# Records shown:

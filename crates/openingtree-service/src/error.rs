use openingtree_core::TreeError;
use thiserror::Error;

#[derive(Debug, Error)]
/// Stored payload could not be turned back into a tree.
pub enum DecodeError {
    #[error("payload is not a valid tree document: {0}")]
    Json(#[from] serde_json::Error),

    #[error("unsupported metadata schema version {found}, expected {expected}")]
    UnsupportedSchema { found: u32, expected: u32 },

    #[error("stored tree is inconsistent: {0}")]
    Tree(#[from] TreeError),

    #[error("metadata records {field} {recorded} but the stored tree has {actual}")]
    MetadataMismatch {
        field: &'static str,
        recorded: usize,
        actual: usize,
    },
}

#[derive(Debug, Error)]
/// Error type for game stores and byte slots.
pub enum StoreError {
    #[error("store I/O failed: {0}")]
    Io(#[from] std::io::Error),

    #[error("failed to parse stored games: {0}")]
    Json(#[from] serde_json::Error),
}

#[derive(Debug, Error)]
/// Error type for loading and validating `BuildConfig`.
pub enum ConfigError {
    #[error("failed to read config file: {0}")]
    Io(#[from] std::io::Error),

    #[error("failed to parse config YAML: {0}")]
    Yaml(#[from] serde_yaml::Error),

    #[error("invalid build config: {0}")]
    Invalid(String),
}

#[derive(Debug, Clone, Copy, PartialEq, Eq, Error)]
#[error("build {stale} finished after build {current} superseded it")]
/// A superseded build completed. Logged and dropped, never returned to callers.
pub struct StaleBuild {
    pub stale: u64,
    pub current: u64,
}

#[derive(Debug, Error)]
/// Error type for the tree service.
pub enum ServiceError {
    #[error(transparent)]
    Store(#[from] StoreError),

    #[error("failed to encode tree: {0}")]
    Encode(#[source] serde_json::Error),

    #[error("build {generation} has already been completed")]
    JobExhausted { generation: u64 },
}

# What you should do:
All the lines above are to be copied exactly, with none left out.

# Result of the exercise:
filename crates/openingtree-service/src/error.rs
use openingtree_core::TreeError;
use thiserror::Error;

#[derive(Debug, Error)]
/// Stored payload could not be turned back into a tree.
pub enum DecodeError {
    #[error("payload is not a valid tree document: {0}")]
    Json(#[from] serde_json::Error),

    #[error("unsupported metadata schema version {found}, expected {expected}")]
    UnsupportedSchema { found: u32, expected: u32 },

    #[error("stored tree is inconsistent: {0}")]
    Tree(#[from] TreeError),

    #[error("metadata records {field} {recorded} but the stored tree has {actual}")]
    MetadataMismatch {
        field: &'static str,
        recorded: usize,
        actual: usize,
    },
}

#[derive(Debug, Error)]
/// Error type for game stores and byte slots.
pub enum StoreError {
    #[error("store I/O failed: {0}")]
    Io(#[from] std::io::Error),

    #[error("failed to parse stored games: {0}")]
    Json(#[from] serde_json::Error),
}

#[derive(Debug, Error)]
/// Error type for loading and validating `BuildConfig`.
pub enum ConfigError {
    #[error("failed to read config file: {0}")]
    Io(#[from] std::io::Error),

    #[error("failed to parse config YAML: {0}")]
    Yaml(#[from] serde_yaml::Error),

    #[error("invalid build config: {0}")]
    Invalid(String),
}

#[derive(Debug, Clone, Copy, PartialEq, Eq, Error)]
#[error("build {stale} finished after build {current} superseded it")]
/// A superseded build completed. Logged and dropped, never returned to callers.
pub struct StaleBuild {
    pub stale: u64,
    pub current: u64,
}

#[derive(Debug, Error)]
/// Error type for the tree service.
pub enum ServiceError {
    #[error(transparent)]
    Store(#[from] StoreError),

    #[error("failed to encode tree: {0}")]
    Encode(#[source] serde_json::Error),

    #[error("build {generation} has already been completed")]
    JobExhausted { generation: u64 },
}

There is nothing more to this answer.